● Task data:
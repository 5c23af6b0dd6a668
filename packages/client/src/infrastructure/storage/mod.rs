//! Token storage backends.

mod file;
mod memory;

pub use file::FileTokenStore;
pub use memory::MemoryTokenStore;
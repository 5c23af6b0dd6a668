//! ChatApi trait 定義
//!
//! ユースケース層が必要とする REST バックエンドへのインターフェースを定義します。
//! 具体的な実装は Infrastructure 層 (`HttpChatApi`) が提供します（依存性の逆転）。

use async_trait::async_trait;

use crate::error::ClientError;

use super::{DisplayName, Email, LoginForm, Room, RoomName, SignupForm, User};

/// Bearer token issued by `/auth/login` and `/auth/signup`
#[derive(Clone, PartialEq, Eq)]
pub struct AuthToken(String);

impl AuthToken {
    pub fn new(token: impl Into<String>) -> Self {
        Self(token.into())
    }

    pub fn as_str(&self) -> &str {
        &self.0
    }
}

impl std::fmt::Debug for AuthToken {
    fn fmt(&self, f: &mut std::fmt::Formatter<'_>) -> std::fmt::Result {
        f.write_str("AuthToken(***)")
    }
}

/// Fields of the profile to change; `None` leaves a field untouched
#[derive(Debug, Clone, Default, PartialEq, Eq)]
pub struct ProfileUpdate {
    pub name: Option<DisplayName>,
    pub email: Option<Email>,
}

/// REST backend
///
/// 認証が必要な呼び出しは全て `token` を受け取り、`Authorization: Bearer` ヘッダとして送信する。
#[cfg_attr(test, mockall::automock)]
#[async_trait]
pub trait ChatApi: Send + Sync {
    /// `POST /auth/login`
    async fn login(&self, form: &LoginForm) -> Result<AuthToken, ClientError>;

    /// `POST /auth/signup`
    async fn signup(&self, form: &SignupForm) -> Result<AuthToken, ClientError>;

    /// `POST /auth/logout`
    async fn logout(&self, token: &AuthToken) -> Result<(), ClientError>;

    /// `POST /auth/validate-password`
    async fn validate_password(
        &self,
        token: &AuthToken,
        password: &str,
    ) -> Result<bool, ClientError>;

    /// `GET /api/users/me`
    async fn get_me(&self, token: &AuthToken) -> Result<User, ClientError>;

    /// `PATCH /api/users/me`
    async fn update_me(
        &self,
        token: &AuthToken,
        update: &ProfileUpdate,
    ) -> Result<User, ClientError>;

    /// `GET /api/rooms`
    async fn list_rooms(&self, token: &AuthToken) -> Result<Vec<Room>, ClientError>;

    /// `POST /api/rooms`
    async fn create_room(&self, token: &AuthToken, name: &RoomName) -> Result<Room, ClientError>;

    /// `GET /api/rooms/:id`
    async fn get_room(&self, token: &AuthToken, room_id: &str) -> Result<Room, ClientError>;

    /// `PATCH /api/rooms/:id`
    async fn rename_room(
        &self,
        token: &AuthToken,
        room_id: &str,
        name: &RoomName,
    ) -> Result<Room, ClientError>;

    /// `DELETE /api/rooms/:id`
    async fn delete_room(&self, token: &AuthToken, room_id: &str) -> Result<(), ClientError>;
}
//! Wiring of adapters and use cases for one client process.

use std::sync::Arc;

use tokio::sync::Mutex;

use crate::{
    config::{ClientConfig, StorageMode},
    domain::TokenStore,
    infrastructure::{
        api::HttpChatApi,
        socket::ChannelEmitter,
        storage::{FileTokenStore, MemoryTokenStore},
    },
    store::ChatStore,
    usecase::{AuthUseCase, MemberUseCase, MessageUseCase, RoomUseCase, SharedStore},
};

/// Everything the account commands and the chat session need
pub struct ChatContext {
    pub socket_url: String,
    pub store: SharedStore,
    pub emitter: Arc<ChannelEmitter>,
    pub auth: AuthUseCase,
    pub rooms: RoomUseCase,
    pub members: MemberUseCase,
    pub messages: MessageUseCase,
    ephemeral: bool,
}

impl ChatContext {
    pub fn new(config: &ClientConfig) -> Self {
        let api = Arc::new(HttpChatApi::new(config.api_url.clone()));
        let tokens: Arc<dyn TokenStore> = match &config.storage {
            StorageMode::File(path) => Arc::new(FileTokenStore::new(path.clone())),
            StorageMode::Memory => Arc::new(MemoryTokenStore::new()),
        };
        let store: SharedStore = Arc::new(Mutex::new(ChatStore::default()));
        let emitter = Arc::new(ChannelEmitter::new());

        tracing::debug!(
            "Using API {} and socket {} ({:?})",
            config.api_url,
            config.socket_url,
            config.storage
        );

        Self {
            socket_url: config.socket_url.clone(),
            auth: AuthUseCase::new(api.clone(), tokens.clone(), store.clone()),
            rooms: RoomUseCase::new(api, emitter.clone(), tokens, store.clone()),
            members: MemberUseCase::new(emitter.clone(), store.clone()),
            messages: MessageUseCase::new(emitter.clone(), store.clone()),
            store,
            emitter,
            ephemeral: matches!(config.storage, StorageMode::Memory),
        }
    }

    /// The token lives in memory and is gone when the process exits
    pub fn is_ephemeral(&self) -> bool {
        self.ephemeral
    }
}
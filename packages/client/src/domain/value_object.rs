//! Validated values behind the authentication, profile and room forms.
//!
//! Every value is constructed through `new`, which either returns the value or
//! the first rule it violates. Once constructed, a value is known to be valid.

use thiserror::Error;

const EMAIL_MAX_LENGTH: usize = 254;
const PASSWORD_MIN_LENGTH: usize = 8;
const PASSWORD_MAX_LENGTH: usize = 128;
const DISPLAY_NAME_MIN_LENGTH: usize = 2;
const DISPLAY_NAME_MAX_LENGTH: usize = 32;
const ROOM_NAME_MAX_LENGTH: usize = 64;
const MESSAGE_MAX_LENGTH: usize = 2000;

/// Form validation errors
#[derive(Debug, Clone, PartialEq, Eq, Error)]
pub enum ValidationError {
    #[error("{0} is required")]
    Required(&'static str),

    #[error("{field} must be at least {min} characters")]
    TooShort { field: &'static str, min: usize },

    #[error("{field} must be at most {max} characters")]
    TooLong { field: &'static str, max: usize },

    #[error("{0} must not contain control characters")]
    ControlCharacter(&'static str),

    #[error("'{0}' is not a valid email address")]
    InvalidEmail(String),

    #[error("passwords do not match")]
    PasswordMismatch,
}

fn check_length(
    field: &'static str,
    value: &str,
    min: usize,
    max: usize,
) -> Result<(), ValidationError> {
    let len = value.chars().count();
    if len == 0 {
        return Err(ValidationError::Required(field));
    }
    if len < min {
        return Err(ValidationError::TooShort { field, min });
    }
    if len > max {
        return Err(ValidationError::TooLong { field, max });
    }
    Ok(())
}

fn check_no_control(field: &'static str, value: &str) -> Result<(), ValidationError> {
    if value.chars().any(char::is_control) {
        return Err(ValidationError::ControlCharacter(field));
    }
    Ok(())
}

/// Email address
#[derive(Debug, Clone, PartialEq, Eq)]
pub struct Email(String);

impl Email {
    pub fn new(value: impl Into<String>) -> Result<Self, ValidationError> {
        let value = value.into();
        let trimmed = value.trim();
        if trimmed.is_empty() {
            return Err(ValidationError::Required("email"));
        }
        if trimmed.chars().count() > EMAIL_MAX_LENGTH {
            return Err(ValidationError::TooLong {
                field: "email",
                max: EMAIL_MAX_LENGTH,
            });
        }
        if !is_plausible_email(trimmed) {
            return Err(ValidationError::InvalidEmail(trimmed.to_string()));
        }
        Ok(Self(trimmed.to_string()))
    }

    pub fn as_str(&self) -> &str {
        &self.0
    }

    pub fn into_string(self) -> String {
        self.0
    }
}

fn is_plausible_email(value: &str) -> bool {
    if value.chars().any(char::is_whitespace) {
        return false;
    }
    let Some((local, domain)) = value.split_once('@') else {
        return false;
    };
    if local.is_empty() || domain.contains('@') || !domain.contains('.') {
        return false;
    }
    domain.split('.').all(|label| !label.is_empty())
}

/// Password chosen at signup.
///
/// The raw value is never printed by `Debug`.
#[derive(Clone, PartialEq, Eq)]
pub struct Password(String);

impl Password {
    pub fn new(value: impl Into<String>) -> Result<Self, ValidationError> {
        let value = value.into();
        if value.trim().is_empty() {
            return Err(ValidationError::Required("password"));
        }
        check_length("password", &value, PASSWORD_MIN_LENGTH, PASSWORD_MAX_LENGTH)?;
        Ok(Self(value))
    }

    pub fn as_str(&self) -> &str {
        &self.0
    }
}

impl std::fmt::Debug for Password {
    fn fmt(&self, f: &mut std::fmt::Formatter<'_>) -> std::fmt::Result {
        f.write_str("Password(***)")
    }
}

/// Display name of a user
#[derive(Debug, Clone, PartialEq, Eq)]
pub struct DisplayName(String);

impl DisplayName {
    pub fn new(value: impl Into<String>) -> Result<Self, ValidationError> {
        let value = value.into();
        let trimmed = value.trim();
        check_length(
            "name",
            trimmed,
            DISPLAY_NAME_MIN_LENGTH,
            DISPLAY_NAME_MAX_LENGTH,
        )?;
        check_no_control("name", trimmed)?;
        Ok(Self(trimmed.to_string()))
    }

    pub fn as_str(&self) -> &str {
        &self.0
    }

    pub fn into_string(self) -> String {
        self.0
    }
}

/// Name of a room
#[derive(Debug, Clone, PartialEq, Eq)]
pub struct RoomName(String);

impl RoomName {
    pub fn new(value: impl Into<String>) -> Result<Self, ValidationError> {
        let value = value.into();
        let trimmed = value.trim();
        check_length("room name", trimmed, 1, ROOM_NAME_MAX_LENGTH)?;
        check_no_control("room name", trimmed)?;
        Ok(Self(trimmed.to_string()))
    }

    pub fn as_str(&self) -> &str {
        &self.0
    }

    pub fn into_string(self) -> String {
        self.0
    }
}

/// Content of a chat message.
///
/// Only the length check uses the trimmed text; the original text is sent.
#[derive(Debug, Clone, PartialEq, Eq)]
pub struct MessageContent(String);

impl MessageContent {
    pub fn new(value: impl Into<String>) -> Result<Self, ValidationError> {
        let value = value.into();
        check_length("message", value.trim(), 1, MESSAGE_MAX_LENGTH)?;
        Ok(Self(value))
    }

    pub fn as_str(&self) -> &str {
        &self.0
    }

    pub fn into_string(self) -> String {
        self.0
    }
}

/// Login form.
///
/// Password length rules are not re-applied at login; accounts created under
/// older rules must still be able to sign in.
#[derive(Clone)]
pub struct LoginForm {
    pub email: Email,
    pub password: String,
}

impl std::fmt::Debug for LoginForm {
    fn fmt(&self, f: &mut std::fmt::Formatter<'_>) -> std::fmt::Result {
        f.debug_struct("LoginForm")
            .field("email", &self.email)
            .field("password", &"***")
            .finish()
    }
}

impl LoginForm {
    pub fn new(
        email: impl Into<String>,
        password: impl Into<String>,
    ) -> Result<Self, ValidationError> {
        let email = Email::new(email)?;
        let password = password.into();
        if password.is_empty() {
            return Err(ValidationError::Required("password"));
        }
        Ok(Self { email, password })
    }
}

/// Signup form
#[derive(Debug, Clone)]
pub struct SignupForm {
    pub name: DisplayName,
    pub email: Email,
    pub password: Password,
}

impl SignupForm {
    pub fn new(
        name: impl Into<String>,
        email: impl Into<String>,
        password: impl Into<String>,
        confirmation: impl Into<String>,
    ) -> Result<Self, ValidationError> {
        let name = DisplayName::new(name)?;
        let email = Email::new(email)?;
        let password = Password::new(password)?;
        let confirmation: String = confirmation.into();
        if password.as_str() != confirmation.as_str() {
            return Err(ValidationError::PasswordMismatch);
        }
        Ok(Self {
            name,
            email,
            password,
        })
    }
}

● Exercise instructions:
Report all lines of the material that contain the word "AuthUseCase".

● Your solution:
    usecase::{AuthUseCase, MemberUseCase, MessageUseCase, RoomUseCase, SharedStore},
    pub auth: AuthUseCase,
            auth: AuthUseCase::new(api.clone(), tokens.clone(), store.clone()),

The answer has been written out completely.